If you’ve been on the internet these past few weeks, you’re likely aware that Musk bought a part of Twitter. The billionaire purchased 9.2% of the platform’s stocks, making him a significant shareholder in the platform. He made the purchase after accusing the platform of undemocratic operations, such as censorship. However, Musk isn’t done there, as he also moved to buy the entirety of Twitter.
His stated price was $54.20 per share, which comes up to $43 billion when all shares are accounted for. The statement was unsolicited, and it wasn’t in any way binding. That made variousinternet sources call Elon Musk out on an attempt of market manipulation. Such behavior is not unprecedented, as he made similar moves in the cryptocurrency world. Particularly, Musk’s Twitter account seems to have a massive impact of Dogecoin, the meme cryptocurrency.
Musk also rejected a spot on Twitter’s board.
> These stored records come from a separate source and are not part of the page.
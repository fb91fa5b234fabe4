//! Asset and pair selection: the selector button, the dropdown list and the
//! Pairs/Crypto switcher that wraps it.

use super::badge::CryptoBadge;
use super::checkbox::{Checkbox, CheckboxState};
use super::icon::Icon;
use super::markup::Element;
use super::tabs::{ListType, PillTabs, Tab, TypeOption, TypeSelector};
use super::Component;
use crate::shared::AssetSymbol;

/// Filter value that shows every item.
pub const ALL_FILTER: &str = "all";

const SELECTOR_BADGE_SIZE: u32 = 24;

fn badge(symbol: AssetSymbol) -> Element {
    CryptoBadge::new(symbol).size(SELECTOR_BADGE_SIZE).render()
}

// ─── CryptoSelector ──────────────────────────────────────────────────────────

#[derive(Debug, Clone, Copy, Default, PartialEq, Eq, Hash)]
pub enum SelectorVariant {
    Buy,
    Sell,
    #[default]
    Regular,
}

impl SelectorVariant {
    pub fn modifier(&self) -> &'static str {
        match self {
            Self::Buy => "buy",
            Self::Sell => "sell",
            Self::Regular => "regular",
        }
    }
}

#[derive(Debug, Clone, Copy, PartialEq, Eq)]
pub enum SelectorBadges {
    Single(AssetSymbol),
    Pair(AssetSymbol, AssetSymbol),
}

/// The collapsed selector button: optional label, badges, text and a caret.
#[derive(Debug, Clone, PartialEq, Eq)]
pub struct CryptoSelector {
    pub label: Option<String>,
    pub badges: SelectorBadges,
    pub display_text: String,
    pub variant: SelectorVariant,
    open: bool,
}

impl CryptoSelector {
    pub fn new(badges: SelectorBadges, display_text: impl Into<String>) -> Self {
        Self {
            label: None,
            badges,
            display_text: display_text.into(),
            variant: SelectorVariant::Regular,
            open: false,
        }
    }

    pub fn label(mut self, label: impl Into<String>, variant: SelectorVariant) -> Self {
        self.label = Some(label.into());
        self.variant = variant;
        self
    }

    pub fn is_open(&self) -> bool {
        self.open
    }

    pub fn set_open(&mut self, open: bool) {
        self.open = open;
    }

    /// Toggles the open flag and returns it.
    pub fn click(&mut self) -> bool {
        self.open = !self.open;
        self.open
    }

    /// Changing the selection closes the dropdown.
    pub fn set_badges(&mut self, badges: SelectorBadges, display_text: impl Into<String>) {
        self.badges = badges;
        self.display_text = display_text.into();
        self.open = false;
    }
}

impl Component for CryptoSelector {
    fn render(&self) -> Element {
        let badges = match self.badges {
            SelectorBadges::Single(symbol) => vec![Element::new("div")
                .class("crypto-selector__badge")
                .child(badge(symbol))],
            SelectorBadges::Pair(primary, secondary) => vec![
                Element::new("div")
                    .class("crypto-selector__badge crypto-selector__badge--primary")
                    .child(badge(primary)),
                Element::new("div")
                    .class("crypto-selector__badge crypto-selector__badge--secondary")
                    .child(badge(secondary)),
            ],
        };

        let label = self.label.as_ref().map(|l| {
            Element::new("span")
                .class("crypto-selector__label")
                .class(format!("crypto-selector__label--{}", self.variant.modifier()))
                .text(l)
        });

        Element::new("button")
            .class("crypto-selector")
            .class_if(self.open, "crypto-selector--active")
            .attr("type", "button")
            .child(
                Element::new("div")
                    .class("crypto-selector__content")
                    .child_opt(label)
                    .child(Element::new("div").class("crypto-selector__badges").children(badges))
                    .child(
                        Element::new("span")
                            .class("crypto-selector__text")
                            .text(&self.display_text),
                    ),
            )
            .child(Icon::Dropdown.render().class("crypto-selector__icon"))
    }
}

// ─── CryptoSelectorDropdown ──────────────────────────────────────────────────

#[derive(Debug, Clone, Copy, PartialEq, Eq, Hash)]
pub enum ItemKind {
    Pair,
    Crypto,
}

impl From<ListType> for ItemKind {
    fn from(list: ListType) -> Self {
        match list {
            ListType::Pairs => ItemKind::Pair,
            ListType::Crypto => ItemKind::Crypto,
        }
    }
}

#[derive(Debug, Clone, PartialEq, Eq)]
pub struct DropdownItem {
    pub id: String,
    pub kind: ItemKind,
    pub display_name: String,
    pub crypto: AssetSymbol,
    pub secondary: Option<AssetSymbol>,
    /// Items without a category only appear under the "all" filter.
    pub category: Option<String>,
    pub selectable: bool,
    pub show_check: bool,
    pub checkbox_state: Option<CheckboxState>,
}

impl DropdownItem {
    pub fn pair(
        id: impl Into<String>,
        primary: AssetSymbol,
        secondary: AssetSymbol,
        display_name: impl Into<String>,
    ) -> Self {
        Self {
            id: id.into(),
            kind: ItemKind::Pair,
            display_name: display_name.into(),
            crypto: primary,
            secondary: Some(secondary),
            category: None,
            selectable: true,
            show_check: false,
            checkbox_state: None,
        }
    }

    pub fn crypto(id: impl Into<String>, crypto: AssetSymbol, display_name: impl Into<String>) -> Self {
        Self {
            id: id.into(),
            kind: ItemKind::Crypto,
            display_name: display_name.into(),
            crypto,
            secondary: None,
            category: None,
            selectable: true,
            show_check: false,
            checkbox_state: None,
        }
    }

    pub fn category(mut self, category: impl Into<String>) -> Self {
        self.category = Some(category.into());
        self
    }

    pub fn selectable(mut self, selectable: bool) -> Self {
        self.selectable = selectable;
        self
    }

    pub fn show_check(mut self, show: bool) -> Self {
        self.show_check = show;
        self
    }

    pub fn matches_filter(&self, filter: &str) -> bool {
        filter == ALL_FILTER || self.category.as_deref() == Some(filter)
    }
}

/// Filterable list of pairs or assets with single or multi selection.
///
/// Selection is owned by the caller: `click` reports the new id list and the
/// caller writes it back into `selected_ids`.
#[derive(Debug, Clone, PartialEq, Eq)]
pub struct CryptoSelectorDropdown {
    pub items: Vec<DropdownItem>,
    pub selected_ids: Vec<String>,
    pub multi_select: bool,
    filter_tabs: Vec<Tab<String>>,
    active_filter: String,
}

fn initial_filter(tabs: &[Tab<String>]) -> String {
    tabs.first()
        .map(|t| t.value.clone())
        .unwrap_or_else(|| ALL_FILTER.to_string())
}

impl CryptoSelectorDropdown {
    pub fn new(items: Vec<DropdownItem>) -> Self {
        Self {
            items,
            selected_ids: Vec::new(),
            multi_select: false,
            filter_tabs: Vec::new(),
            active_filter: ALL_FILTER.to_string(),
        }
    }

    pub fn with_filters(mut self, tabs: Vec<Tab<String>>) -> Self {
        self.set_filter_tabs(tabs);
        self
    }

    pub fn multi_select(mut self, multi: bool) -> Self {
        self.multi_select = multi;
        self
    }

    pub fn selected(mut self, ids: impl IntoIterator<Item = impl Into<String>>) -> Self {
        self.selected_ids = ids.into_iter().map(Into::into).collect();
        self
    }

    pub fn filter_tabs(&self) -> &[Tab<String>] {
        &self.filter_tabs
    }

    /// Replaces the filter tabs; the active filter resets to the first tab.
    pub fn set_filter_tabs(&mut self, tabs: Vec<Tab<String>>) {
        self.active_filter = initial_filter(&tabs);
        self.filter_tabs = tabs;
    }

    pub fn active_filter(&self) -> &str {
        &self.active_filter
    }

    /// Filter pill click.
    pub fn select_filter(&mut self, value: impl Into<String>) {
        self.active_filter = value.into();
    }

    pub fn visible_items(&self) -> impl Iterator<Item = &DropdownItem> {
        self.items
            .iter()
            .filter(move |item| item.matches_filter(&self.active_filter))
    }

    pub fn is_selected(&self, item: &DropdownItem) -> bool {
        self.selected_ids.iter().any(|id| *id == item.id)
    }

    /// Item click. `None` when the item is unknown or not selectable.
    pub fn click(&self, id: &str) -> Option<Vec<String>> {
        let item = self.items.iter().find(|i| i.id == id)?;
        if !item.selectable {
            return None;
        }
        if !self.multi_select {
            return Some(vec![item.id.clone()]);
        }
        let mut next = self.selected_ids.clone();
        match next.iter().position(|s| *s == item.id) {
            Some(pos) => {
                next.remove(pos);
            }
            None => next.push(item.id.clone()),
        }
        Some(next)
    }

    pub fn checkbox_state(&self, item: &DropdownItem) -> CheckboxState {
        if let Some(state) = item.checkbox_state {
            state
        } else if !item.selectable {
            CheckboxState::Fixed
        } else if self.is_selected(item) {
            CheckboxState::Selected
        } else {
            CheckboxState::Default
        }
    }

    pub fn shows_checkbox(&self, item: &DropdownItem) -> bool {
        item.show_check || self.multi_select
    }

    fn render_item(&self, item: &DropdownItem) -> Element {
        let selected = self.is_selected(item);
        let badges = match (item.kind, item.secondary) {
            (ItemKind::Pair, Some(secondary)) => vec![
                Element::new("div")
                    .class("crypto-selector-dropdown__badge crypto-selector-dropdown__badge--primary")
                    .child(badge(item.crypto)),
                Element::new("div")
                    .class("crypto-selector-dropdown__badge crypto-selector-dropdown__badge--secondary")
                    .child(badge(secondary)),
            ],
            _ => vec![Element::new("div")
                .class("crypto-selector-dropdown__badge")
                .child(badge(item.crypto))],
        };
        let checkbox = self
            .shows_checkbox(item)
            .then(|| Checkbox::new(self.checkbox_state(item), selected).render());

        Element::new("button")
            .class("crypto-selector-dropdown__item")
            .class_if(selected, "crypto-selector-dropdown__item--selected")
            .class_if(!item.selectable, "crypto-selector-dropdown__item--fixed")
            .attr("type", "button")
            .attr("data-id", &item.id)
            .flag("disabled", !item.selectable)
            .child(
                Element::new("div")
                    .class("crypto-selector-dropdown__item-content")
                    .child(
                        Element::new("div")
                            .class("crypto-selector-dropdown__badges")
                            .children(badges),
                    )
                    .child(
                        Element::new("span")
                            .class("crypto-selector-dropdown__pair-name")
                            .text(&item.display_name),
                    ),
            )
            .child_opt(checkbox)
    }
}

impl Component for CryptoSelectorDropdown {
    fn render(&self) -> Element {
        let filters = (!self.filter_tabs.is_empty()).then(|| {
            Element::new("div")
                .class("crypto-selector-dropdown__filters")
                .child(PillTabs::new(self.filter_tabs.clone(), self.active_filter.clone()).render())
        });
        Element::new("div")
            .class("crypto-selector-dropdown")
            .child_opt(filters)
            .child(
                Element::new("div")
                    .class("crypto-selector-dropdown__list")
                    .children(self.visible_items().map(|item| self.render_item(item))),
            )
    }
}

// ─── PairCryptoSelector ──────────────────────────────────────────────────────

/// Dropdown with a Pairs / Crypto switch. Filter tabs only apply to pairs.
#[derive(Debug, Clone, PartialEq, Eq)]
pub struct PairCryptoSelector {
    items: Vec<DropdownItem>,
    pair_filters: Vec<Tab<String>>,
    list_type: ListType,
    dropdown: CryptoSelectorDropdown,
}

impl PairCryptoSelector {
    pub fn new(items: Vec<DropdownItem>, pair_filters: Vec<Tab<String>>) -> Self {
        let mut selector = Self {
            items,
            pair_filters,
            list_type: ListType::Pairs,
            dropdown: CryptoSelectorDropdown::new(Vec::new()),
        };
        selector.rebuild();
        selector
    }

    pub fn multi_select(mut self, multi: bool) -> Self {
        self.dropdown.multi_select = multi;
        self
    }

    pub fn initial_list(mut self, list_type: ListType) -> Self {
        self.set_list_type(list_type);
        self
    }

    pub fn list_type(&self) -> ListType {
        self.list_type
    }

    pub fn dropdown(&self) -> &CryptoSelectorDropdown {
        &self.dropdown
    }

    pub fn dropdown_mut(&mut self) -> &mut CryptoSelectorDropdown {
        &mut self.dropdown
    }

    /// Type selector click.
    pub fn select_type(&mut self, option: TypeOption) {
        self.set_list_type(option.into());
    }

    pub fn set_list_type(&mut self, list_type: ListType) {
        if self.list_type != list_type {
            self.list_type = list_type;
            self.rebuild();
        }
    }

    pub fn click(&self, id: &str) -> Option<Vec<String>> {
        self.dropdown.click(id)
    }

    fn rebuild(&mut self) {
        let kind = ItemKind::from(self.list_type);
        self.dropdown.items = self
            .items
            .iter()
            .filter(|i| i.kind == kind)
            .cloned()
            .collect();
        let filters = match self.list_type {
            ListType::Pairs => self.pair_filters.clone(),
            ListType::Crypto => Vec::new(),
        };
        self.dropdown.set_filter_tabs(filters);
    }
}

impl Component for PairCryptoSelector {
    fn render(&self) -> Element {
        Element::new("div")
            .class("pair-crypto-selector")
            .child(
                Element::new("div")
                    .class("pair-crypto-selector__header")
                    .child(TypeSelector::pairs_crypto(self.list_type).render()),
            )
            .child(self.dropdown.render())
    }
}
Again, he stated his discontent with the platform’s functioning as the main reason. He seems to believe that the social media giant needs transformation from the ground up. He suggested that it needs to run more akin to a private company in order to thrive.
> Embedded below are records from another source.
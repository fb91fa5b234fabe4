//! # Apex Kit
//!
//! Market data client, price-chart controller and presentation models for the
//! Apex mobile trading design system. Works on native and WASM targets.
//!
//! ## Architecture
//!
//! The kit is organized in layers:
//!
//! 1. **Core**: ids, enums, series types, period tables, design tokens (always available, WASM-safe)
//! 2. **HTTP**: `MarketHttp`, GET-only with status-to-error mapping, no retries
//! 3. **Providers**: `MarketDataProvider` with CoinGecko and Binance implementations
//! 4. **Chart**: `ChartSurface` keeps a drawing surface in sync with asset/kind/period
//! 5. **UI**: closed-variant component models rendering to markup
//! 6. **Theme**: `ThemeService` over a preference store and a root attribute sink
//! 7. **High-Level Client**: `MarketClient` with provider sub-clients
//!
//! ## Quick Start
//!
//! ```rust,ignore
//! use apex_kit::prelude::*;
//!
//! let client = MarketClient::builder().build()?;
//!
//! let mut chart = ChartSurface::new(client.coingecko(), ChartConfig::default());
//! let surface = MemorySurface::new(&chart.options());
//! if let Some(ticket) = chart.mount(surface) {
//!     chart.complete(ticket).await;
//! }
//!
//! if let Some(ticket) = chart.set_period(Period::Day1) {
//!     chart.complete(ticket).await;
//! }
//! ```

// ── Layer 1: Core ────────────────────────────────────────────────────────────

/// Shared newtypes used across all modules.
pub mod shared;

/// Domain modules (vertical slices): series types, wire types, conversions, period tables.
pub mod domain;

/// Colour palettes, spacing and type ramp.
pub mod tokens;

/// Unified kit error types.
pub mod error;

/// Provider URL constants.
pub mod network;

// ── Layer 2: HTTP ────────────────────────────────────────────────────────────

/// Low-level HTTP client, one method per provider endpoint.
#[cfg(feature = "http")]
pub mod http;

// ── Layer 3: Providers ───────────────────────────────────────────────────────

/// `MarketDataProvider` and the CoinGecko / Binance sub-clients.
pub mod provider;

// ── Layer 4: Chart ───────────────────────────────────────────────────────────

/// Chart controller, drawing-surface seam and controls.
pub mod chart;

// ── Layer 5: UI ──────────────────────────────────────────────────────────────

/// Presentation components.
pub mod ui;

// ── Layer 6: Theme ───────────────────────────────────────────────────────────

/// Light/dark preference service.
pub mod theme;

// ── Layer 7: High-Level Client ───────────────────────────────────────────────

/// `MarketClient`, the primary entry point.
#[cfg(feature = "http")]
pub mod client;

// ── Prelude ──────────────────────────────────────────────────────────────────

pub mod prelude {
    // Shared newtypes
    pub use crate::shared::{AssetSymbol, Period, ProviderId, SeriesKind};

    // Series + period tables
    pub use crate::domain::period::{day_range, kline_params, DayRange, KlineParams};
    pub use crate::domain::series::{Bar, Point, Series};

    // Errors
    pub use crate::error::{KitError, ProviderError, StorageError, SurfaceError};

    // Network
    pub use crate::network::{DEFAULT_BINANCE_URL, DEFAULT_COINGECKO_URL, DEFAULT_VS_CURRENCY};

    // Providers
    pub use crate::provider::MarketDataProvider;

    // Chart
    pub use crate::chart::{
        ChartConfig, ChartOptions, ChartPhase, ChartSurface, DrawingSurface, LoadOutcome,
        LoadTicket, MemorySurface, PeriodPills, SeriesStyle, TypeToggle,
    };
    #[cfg(feature = "web")]
    pub use crate::chart::CanvasSurface;

    // UI
    pub use crate::ui::{Component, Element};

    // Theme
    pub use crate::theme::{
        MemoryStore, PreferenceStore, SystemPreference, Theme, ThemeRoot, ThemeService,
    };

    // HTTP client + sub-clients
    #[cfg(feature = "http")]
    pub use crate::client::{BinanceClient, CoinGeckoClient, MarketClient, MarketClientBuilder};
    #[cfg(feature = "http")]
    pub use crate::http::MarketHttp;
}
Musk’s statement, however, didn’t seem to have the desired effect. While it did cause a bit of a stir, there was no major change in Twitter’s stock price. The shares held firm at $45.08, losing a mere 77 cents. For a private company, that loss is negligible, especially in the face of a major move like the one the Tesla CEO made.
Twitter’s next move is unclear. Namely, the offer itself may have been a bluff on Musk’s side, as there are questions about whether he even has the appropriate funding. Beyond that, Twitter may want a better price, in which case negotiations may ensure. There’s also the slim possibility that Musk will take more aggressive action, but that would require more time and a different approach.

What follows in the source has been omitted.